Tom Price is a mining town in the Pilbara region of Western Australia. It is located inland, at the edge of the Hamersley Range. Tom Price is the highest town above sea level (747 m) in Western Australia, and is consequently dubbed "Top Town in WA".

== Overview ==
Primarily an iron ore mining town, the Mount Tom Price mine (situated approximately 5 km out of town) is under the control of mining giant Rio Tinto. Due to the mid-2000s and late-2010s resource booms in Western Australia, Tom Price is one of the more affluent non-metropolitan regions in Australia, with the average Rio Tinto employee's wage being significantly higher than the Australian average. Tom Price had a population of 3,005 at the 2016 census, and its median age of 31 reflected Tom Price's relatively young family-oriented community.

== Climate ==
Tom Price is the closest town to Karijini National Park and is serviced by the nearby Paraburdoo Airport. Due to its elevation (747 m), temperatures are lowered and rainfall is intensified, resulting in the town possessing a subtropical semi-arid climate (Köppen: BSh). Summers are very hot with highly variable rainfall, while winters are mild and dry. Average maxima vary from 38.2 C in January to 23.0 C in July, while average minima fluctuate between 23.0 C in January and 7.2 C in July. Annual precipitation is rather low (averaging 404.8 mm), and is spread across 36.8 precipitation days (over 1.0 mm). Extreme temperatures have ranged from 45.0 C on 27 December to -1.0 C on 14 July 2002.

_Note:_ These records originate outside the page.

// Copyright 2020 Graydon Hoare <graydon@pobox.com>
// Licensed under the MIT and Apache-2.0 licenses.

//! One handler per message type, dispatched from the worker's inbound pump
//! through a dense table indexed by [PieceKind]. Request handlers perform
//! the local operation on the receiving coordinator's copy of the row and
//! append the response piece to the reply frame; response handlers settle
//! the waiting slot in the in-flight transaction identified by the echoed
//! read/write-set offset and decrement its pending count.

use crate::message::{
    AbortRequest, LockRequest, LockResponse, Piece, PieceKind, ReadValidationRequest,
    ReadValidationResponse, ReleaseLockRequest, ReplicationRequest, ReplicationResponse,
    SearchRequest, SearchResponse, WriteRequest, WriteResponse, PIECE_KINDS,
};
use crate::{meta, Error, Frame, Table, Transaction};

pub type Handler = fn(&Piece, &mut Frame, &dyn Table, &mut Transaction) -> Result<(), Error>;

/// Dispatch table; index with `piece.kind as usize`.
pub const HANDLERS: [Handler; PIECE_KINDS] = [
    search_request,
    search_response,
    lock_request,
    lock_response,
    read_validation_request,
    read_validation_response,
    abort_request,
    write_request,
    write_response,
    replication_request,
    replication_response,
    release_lock_request,
];

fn search_request(
    piece: &Piece,
    reply: &mut Frame,
    table: &dyn Table,
    _txn: &mut Transaction,
) -> Result<(), Error> {
    let req: SearchRequest = piece.decode()?;
    let (tid, value) = table.search(&req.key).read();
    reply.append(
        PieceKind::SearchResponse,
        piece.table_id,
        piece.partition_id,
        &SearchResponse {
            key_offset: req.key_offset,
            tid,
            value,
        },
    );
    Ok(())
}

fn search_response(
    piece: &Piece,
    _reply: &mut Frame,
    _table: &dyn Table,
    txn: &mut Transaction,
) -> Result<(), Error> {
    let resp: SearchResponse = piece.decode()?;
    let rk = &mut txn.read_set[resp.key_offset as usize];
    rk.set_tid(resp.tid);
    rk.set_value(resp.value);
    txn.pending_responses -= 1;
    Ok(())
}

fn lock_request(
    piece: &Piece,
    reply: &mut Frame,
    table: &dyn Table,
    _txn: &mut Transaction,
) -> Result<(), Error> {
    let req: LockRequest = piece.decode()?;
    let (tid, success) = meta::try_lock(table.search_metadata(&req.key));
    reply.append(
        PieceKind::LockResponse,
        piece.table_id,
        piece.partition_id,
        &LockResponse {
            write_offset: req.write_offset,
            tid,
            success,
        },
    );
    Ok(())
}

fn lock_response(
    piece: &Piece,
    _reply: &mut Frame,
    _table: &dyn Table,
    txn: &mut Transaction,
) -> Result<(), Error> {
    let resp: LockResponse = piece.decode()?;
    let index = resp.write_offset as usize;
    if resp.success {
        {
            let wk = &mut txn.write_set[index];
            wk.set_write_lock();
            wk.set_tid(resp.tid);
        }
        // The writer must still be holding the version it read; a wts
        // moved under it is a conflict resolved by aborting.
        let read_tid = txn
            .matching_read(index)
            .expect("write without matching read")
            .tid();
        if meta::wts(resp.tid) != meta::wts(read_tid) {
            txn.abort_lock = true;
        }
    } else {
        txn.abort_lock = true;
    }
    txn.pending_responses -= 1;
    Ok(())
}

fn read_validation_request(
    piece: &Piece,
    reply: &mut Frame,
    table: &dyn Table,
    _txn: &mut Transaction,
) -> Result<(), Error> {
    let req: ReadValidationRequest = piece.decode()?;
    let outcome = meta::validate_read(
        table.search_metadata(&req.key),
        req.snapshot,
        req.commit_ts,
    );
    reply.append(
        PieceKind::ReadValidationResponse,
        piece.table_id,
        piece.partition_id,
        &ReadValidationResponse {
            read_offset: req.read_offset,
            tid: outcome.unwrap_or(0),
            success: outcome.is_some(),
        },
    );
    Ok(())
}

fn read_validation_response(
    piece: &Piece,
    _reply: &mut Frame,
    _table: &dyn Table,
    txn: &mut Transaction,
) -> Result<(), Error> {
    let resp: ReadValidationResponse = piece.decode()?;
    if resp.success {
        let rk = &mut txn.read_set[resp.read_offset as usize];
        rk.set_validation_ok();
        if meta::wts(resp.tid) != meta::wts(rk.tid()) {
            rk.set_wts_changed();
            rk.set_tid(resp.tid);
        }
    } else {
        txn.abort_read_validation = true;
    }
    txn.pending_responses -= 1;
    Ok(())
}

fn abort_request(
    piece: &Piece,
    _reply: &mut Frame,
    table: &dyn Table,
    _txn: &mut Transaction,
) -> Result<(), Error> {
    let req: AbortRequest = piece.decode()?;
    // Only sent for records the aborting transaction holds the lock on.
    meta::release(table.search_metadata(&req.key));
    Ok(())
}

fn write_request(
    piece: &Piece,
    reply: &mut Frame,
    table: &dyn Table,
    _txn: &mut Transaction,
) -> Result<(), Error> {
    let req: WriteRequest = piece.decode()?;
    // The requester locked this row earlier in its commit; the value lands
    // under that lock, and the matching release-lock request installs the
    // new timestamps.
    table.update(&req.key, &req.value);
    reply.append(
        PieceKind::WriteResponse,
        piece.table_id,
        piece.partition_id,
        &WriteResponse,
    );
    Ok(())
}

fn write_response(
    piece: &Piece,
    _reply: &mut Frame,
    _table: &dyn Table,
    txn: &mut Transaction,
) -> Result<(), Error> {
    let _: WriteResponse = piece.decode()?;
    txn.pending_responses -= 1;
    Ok(())
}

fn replication_request(
    piece: &Piece,
    reply: &mut Frame,
    table: &dyn Table,
    _txn: &mut Transaction,
) -> Result<(), Error> {
    let req: ReplicationRequest = piece.decode()?;
    let row_meta = table.search_metadata(&req.key);
    let last = meta::lock(row_meta);
    // Replication requests for one row can arrive from different masters'
    // workers in either order; only apply a version that moves wts forward.
    if meta::wts(last) < req.commit_wts {
        table.update(&req.key, &req.value);
        meta::unlock(row_meta, req.commit_wts);
    } else {
        meta::release(row_meta);
    }
    reply.append(
        PieceKind::ReplicationResponse,
        piece.table_id,
        piece.partition_id,
        &ReplicationResponse,
    );
    Ok(())
}

fn replication_response(
    piece: &Piece,
    _reply: &mut Frame,
    _table: &dyn Table,
    txn: &mut Transaction,
) -> Result<(), Error> {
    let _: ReplicationResponse = piece.decode()?;
    txn.pending_responses -= 1;
    Ok(())
}

fn release_lock_request(
    piece: &Piece,
    _reply: &mut Frame,
    table: &dyn Table,
    _txn: &mut Transaction,
) -> Result<(), Error> {
    let req: ReleaseLockRequest = piece.decode()?;
    // Value was installed by the preceding write request on this same
    // (worker, peer) FIFO; this installs the commit timestamp and unlocks.
    meta::unlock(table.search_metadata(&req.key), req.commit_wts);
    Ok(())
}

#[cfg(test)]
mod tests {
    use super::*;
    use crate::HashTable;

    fn table_with(key: &[u8], value: u64) -> HashTable {
        let mut t = HashTable::new(0, 0, 8);
        t.insert(key.to_vec(), value.to_le_bytes().to_vec());
        t
    }

    fn one_piece(frame: &Frame) -> Piece {
        let pieces = frame.pieces().expect("decodes");
        assert_eq!(pieces.len(), 1);
        pieces[0].clone()
    }

    #[test]
    fn search_round_trip_fills_slot() {
        let table = table_with(&[1], 10);
        let mut txn = Transaction::new(0, 0);
        let idx = txn.search_for_read(0, 0, &[1]);
        txn.pending_responses = 1;

        let mut request = Frame::new(0, 1, 0);
        request.append(
            PieceKind::SearchRequest,
            0,
            0,
            &SearchRequest {
                key: vec![1],
                key_offset: idx as u32,
            },
        );
        let mut reply = Frame::new(1, 0, 0);
        search_request(&one_piece(&request), &mut reply, &table, &mut txn).expect("handled");
        search_response(&one_piece(&reply), &mut Frame::new(0, 1, 0), &table, &mut txn)
            .expect("handled");

        assert_eq!(txn.pending_responses, 0);
        assert_eq!(txn.read_set[idx].value(), 10u64.to_le_bytes());
    }

    #[test]
    fn lock_request_is_exclusive_and_reported() {
        let table = table_with(&[1], 10);
        let mut txn = Transaction::new(0, 0);
        let mut request = Frame::new(0, 1, 0);
        request.append(
            PieceKind::LockRequest,
            0,
            0,
            &LockRequest {
                key: vec![1],
                write_offset: 0,
            },
        );
        let piece = one_piece(&request);

        let mut reply = Frame::new(1, 0, 0);
        lock_request(&piece, &mut reply, &table, &mut txn).expect("handled");
        let first: LockResponse = one_piece(&reply).decode().expect("payload");
        assert!(first.success);

        let mut reply = Frame::new(1, 0, 0);
        lock_request(&piece, &mut reply, &table, &mut txn).expect("handled");
        let second: LockResponse = one_piece(&reply).decode().expect("payload");
        assert!(!second.success);
    }

    #[test]
    fn failed_lock_response_flags_abort() {
        let table = table_with(&[1], 10);
        let mut txn = Transaction::new(0, 0);
        txn.search_for_read(0, 0, &[1]);
        txn.update(0, 0, &[1], vec![0; 8]);
        txn.pending_responses = 1;

        let mut frame = Frame::new(1, 0, 0);
        frame.append(
            PieceKind::LockResponse,
            0,
            0,
            &LockResponse {
                write_offset: 0,
                tid: 0,
                success: false,
            },
        );
        lock_response(&one_piece(&frame), &mut Frame::new(0, 1, 0), &table, &mut txn)
            .expect("handled");
        assert!(txn.abort_lock);
        assert_eq!(txn.pending_responses, 0);
    }

    #[test]
    fn stale_replication_is_not_applied() {
        let table = table_with(&[1], 10);
        meta::unlock(table.search_metadata(&[1]), 9);

        let mut txn = Transaction::new(0, 0);
        let mut frame = Frame::new(1, 0, 0);
        frame.append(
            PieceKind::ReplicationRequest,
            0,
            0,
            &ReplicationRequest {
                key: vec![1],
                value: 77u64.to_le_bytes().to_vec(),
                commit_wts: 5,
            },
        );
        let mut reply = Frame::new(0, 1, 0);
        replication_request(&one_piece(&frame), &mut reply, &table, &mut txn).expect("handled");

        let (word, value) = table.search(&[1]).read();
        assert_eq!(meta::wts(word), 9);
        assert_eq!(value, 10u64.to_le_bytes());
        // Still acked, so the writer's pending count drains.
        assert_eq!(one_piece(&reply).kind, PieceKind::ReplicationResponse);
    }

    #[test]
    fn fresh_replication_is_applied() {
        let table = table_with(&[1], 10);
        let mut txn = Transaction::new(0, 0);
        let mut frame = Frame::new(1, 0, 0);
        frame.append(
            PieceKind::ReplicationRequest,
            0,
            0,
            &ReplicationRequest {
                key: vec![1],
                value: 77u64.to_le_bytes().to_vec(),
                commit_wts: 5,
            },
        );
        let mut reply = Frame::new(0, 1, 0);
        replication_request(&one_piece(&frame), &mut reply, &table, &mut txn).expect("handled");

        let (word, value) = table.search(&[1]).read();
        assert_eq!(meta::wts(word), 5);
        assert_eq!(value, 77u64.to_le_bytes());
    }
}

Climate data for Tom Price (22°42′S 117°46′E﻿ / ﻿22.70°S 117.77°E, 746 m AMSL) (1997–2011 normals & extremes, rainfall to 1972)
| Month | Jan | Feb | Mar | Apr | May | Jun | Jul | Aug | Sep | Oct | Nov | Dec | Year |
| Record high °C (°F) | 44.6 (112.3) | 44.6 (112.3) | 40.5 (104.9) | 38.2 (100.8) | 34.1 (93.4) | 31.2 (88.2) | 29.9 (85.8) | 32.5 (90.5) | 38.0 (100.4) | 41.5 (106.7) | 41.5 (106.7) | 45.0 (113.0) | 45.0 (113.0) |
| Mean daily maximum °C (°F) | 38.2 (100.8) | 35.9 (96.6) | 34.2 (93.6) | 31.6 (88.9) | 27.6 (81.7) | 23.5 (74.3) | 23.0 (73.4) | 25.5 (77.9) | 29.0 (84.2) | 33.5 (92.3) | 35.6 (96.1) | 37.6 (99.7) | 31.3 (88.3) |
| Mean daily minimum °C (°F) | 23.0 (73.4) | 22.4 (72.3) | 20.6 (69.1) | 17.4 (63.3) | 12.0 (53.6) | 8.0 (46.4) | 7.2 (45.0) | 8.5 (47.3) | 11.4 (52.5) | 15.9 (60.6) | 19.0 (66.2) | 21.7 (71.1) | 15.6 (60.1) |
| Record low °C (°F) | 14.2 (57.6) | 17.0 (62.6) | 12.1 (53.8) | 8.8 (47.8) | 4.1 (39.4) | 0.0 (32.0) | −1.0 (30.2) | 2.0 (35.6) | 3.9 (39.0) | 6.6 (43.9) | 10.2 (50.4) | 13.0 (55.4) | −1.0 (30.2) |
| Average precipitation mm (inches) | 82.3 (3.24) | 95.5 (3.76) | 60.4 (2.38) | 30.9 (1.22) | 20.4 (0.80) | 25.3 (1.00) | 16.8 (0.66) | 10.8 (0.43) | 2.4 (0.09) | 4.4 (0.17) | 10.9 (0.43) | 40.7 (1.60) | 404.8 (15.94) |
| Average precipitation days (≥ 1.0 mm) | 6.8 | 7.6 | 5.2 | 2.9 | 2.4 | 2.5 | 1.8 | 1.1 | 0.5 | 0.6 | 1.6 | 3.8 | 36.8 |
| Average afternoon relative humidity (%) | 25 | 34 | 32 | 29 | 28 | 32 | 31 | 24 | 20 | 17 | 16 | 20 | 26 |
| Average dew point °C (°F) | 10.6 (51.1) | 13.0 (55.4) | 11.8 (53.2) | 8.6 (47.5) | 4.7 (40.5) | 3.2 (37.8) | 1.9 (35.4) | 1.0 (33.8) | 1.5 (34.7) | 2.0 (35.6) | 3.9 (39.0) | 7.7 (45.9) | 5.8 (42.5) |
Source: Bureau of Meteorology (1997–2011 normals & extremes, rainfall to 1972)

== Etymology ==
Tom Price (the town, the mine and the mountain) were named after Thomas Moore Price (1891–1962), the vice-president of the giant United States steel company Kaiser Steel. Price was one of the main initiators and supporters of the opening up of the Pilbara region to iron ore mining, a long-time associate of Henry J. Kaiser and active in the exploration and development of the Hamersley Range.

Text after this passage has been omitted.